-------- DATA EXTRACT

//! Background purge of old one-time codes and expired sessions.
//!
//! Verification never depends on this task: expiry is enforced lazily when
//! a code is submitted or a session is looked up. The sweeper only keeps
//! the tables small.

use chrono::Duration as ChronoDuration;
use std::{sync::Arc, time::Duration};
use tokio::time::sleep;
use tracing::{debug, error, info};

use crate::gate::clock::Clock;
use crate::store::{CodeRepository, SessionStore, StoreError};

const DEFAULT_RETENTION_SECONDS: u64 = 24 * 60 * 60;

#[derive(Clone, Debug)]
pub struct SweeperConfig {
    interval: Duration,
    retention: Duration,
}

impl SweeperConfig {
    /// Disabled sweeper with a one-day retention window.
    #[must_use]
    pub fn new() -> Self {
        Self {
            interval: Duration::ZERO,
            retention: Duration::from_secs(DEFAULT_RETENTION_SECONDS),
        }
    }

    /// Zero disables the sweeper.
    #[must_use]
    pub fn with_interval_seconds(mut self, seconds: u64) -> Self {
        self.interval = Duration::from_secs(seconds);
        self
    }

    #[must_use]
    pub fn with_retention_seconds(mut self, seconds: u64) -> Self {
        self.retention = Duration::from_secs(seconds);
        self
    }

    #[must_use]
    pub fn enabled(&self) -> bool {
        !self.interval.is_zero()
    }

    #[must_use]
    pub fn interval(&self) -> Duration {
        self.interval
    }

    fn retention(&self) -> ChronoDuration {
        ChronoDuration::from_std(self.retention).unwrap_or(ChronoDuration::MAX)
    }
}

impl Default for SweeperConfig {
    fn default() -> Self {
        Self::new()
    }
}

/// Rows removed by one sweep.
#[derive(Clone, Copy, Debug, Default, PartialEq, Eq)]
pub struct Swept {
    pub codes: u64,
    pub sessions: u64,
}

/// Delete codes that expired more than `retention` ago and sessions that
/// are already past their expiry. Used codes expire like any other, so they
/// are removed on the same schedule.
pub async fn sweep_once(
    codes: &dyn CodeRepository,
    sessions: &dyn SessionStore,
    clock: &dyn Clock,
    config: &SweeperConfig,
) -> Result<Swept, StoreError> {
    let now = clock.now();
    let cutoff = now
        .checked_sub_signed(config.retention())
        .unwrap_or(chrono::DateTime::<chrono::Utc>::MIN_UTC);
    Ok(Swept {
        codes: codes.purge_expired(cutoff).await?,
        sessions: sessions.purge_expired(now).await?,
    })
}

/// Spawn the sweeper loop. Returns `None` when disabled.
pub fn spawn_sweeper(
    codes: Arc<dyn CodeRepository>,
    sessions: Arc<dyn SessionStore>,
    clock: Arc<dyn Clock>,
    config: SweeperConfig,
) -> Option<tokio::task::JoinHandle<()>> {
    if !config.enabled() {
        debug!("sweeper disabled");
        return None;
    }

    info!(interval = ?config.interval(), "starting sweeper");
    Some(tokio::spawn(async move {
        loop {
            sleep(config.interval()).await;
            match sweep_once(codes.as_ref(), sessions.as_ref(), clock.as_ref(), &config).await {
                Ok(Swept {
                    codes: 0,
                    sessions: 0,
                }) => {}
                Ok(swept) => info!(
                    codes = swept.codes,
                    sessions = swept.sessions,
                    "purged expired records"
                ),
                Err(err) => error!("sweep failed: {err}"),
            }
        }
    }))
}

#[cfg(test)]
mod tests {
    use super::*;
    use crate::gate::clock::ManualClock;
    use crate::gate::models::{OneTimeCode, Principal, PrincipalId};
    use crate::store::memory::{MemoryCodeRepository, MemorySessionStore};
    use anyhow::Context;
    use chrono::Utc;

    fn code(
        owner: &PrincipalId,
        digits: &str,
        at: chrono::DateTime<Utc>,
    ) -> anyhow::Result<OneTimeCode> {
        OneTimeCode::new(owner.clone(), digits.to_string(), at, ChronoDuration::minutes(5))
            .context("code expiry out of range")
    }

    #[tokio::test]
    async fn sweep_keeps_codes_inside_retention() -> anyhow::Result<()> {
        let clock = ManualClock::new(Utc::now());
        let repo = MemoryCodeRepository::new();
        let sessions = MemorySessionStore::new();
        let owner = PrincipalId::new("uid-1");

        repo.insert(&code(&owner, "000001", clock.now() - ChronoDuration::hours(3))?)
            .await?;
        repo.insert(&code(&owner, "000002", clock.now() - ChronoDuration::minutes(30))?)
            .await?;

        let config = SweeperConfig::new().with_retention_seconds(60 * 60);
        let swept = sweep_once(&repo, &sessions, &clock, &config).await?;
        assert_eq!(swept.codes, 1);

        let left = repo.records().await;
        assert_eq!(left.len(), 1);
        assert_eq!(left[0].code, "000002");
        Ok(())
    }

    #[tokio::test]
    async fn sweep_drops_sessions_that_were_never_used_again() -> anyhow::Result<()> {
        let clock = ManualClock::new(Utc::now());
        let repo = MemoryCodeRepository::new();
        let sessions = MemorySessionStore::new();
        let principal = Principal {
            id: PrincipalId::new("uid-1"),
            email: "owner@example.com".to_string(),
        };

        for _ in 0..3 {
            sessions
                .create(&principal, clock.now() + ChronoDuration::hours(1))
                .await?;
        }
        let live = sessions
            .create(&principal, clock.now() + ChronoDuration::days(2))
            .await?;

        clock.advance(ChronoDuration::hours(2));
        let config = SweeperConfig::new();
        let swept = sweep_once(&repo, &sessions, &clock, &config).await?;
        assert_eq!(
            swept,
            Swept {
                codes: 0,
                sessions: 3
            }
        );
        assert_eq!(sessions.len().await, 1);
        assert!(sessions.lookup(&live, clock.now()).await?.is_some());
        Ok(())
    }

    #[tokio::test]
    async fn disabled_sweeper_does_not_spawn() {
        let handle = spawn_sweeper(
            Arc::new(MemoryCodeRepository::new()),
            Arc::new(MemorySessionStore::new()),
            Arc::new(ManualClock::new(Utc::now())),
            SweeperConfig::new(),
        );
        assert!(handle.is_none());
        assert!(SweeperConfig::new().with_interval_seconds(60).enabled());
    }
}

----------------

*PROBLEM DETAILS:*
Each line of the entries above that contains "MemoryCodeRepository" must be copied into the answer.

*FINISHED EXERCISE:*
    use crate::store::memory::{MemoryCodeRepository, MemorySessionStore};
        let repo = MemoryCodeRepository::new();
        let repo = MemoryCodeRepository::new();
            Arc::new(MemoryCodeRepository::new()),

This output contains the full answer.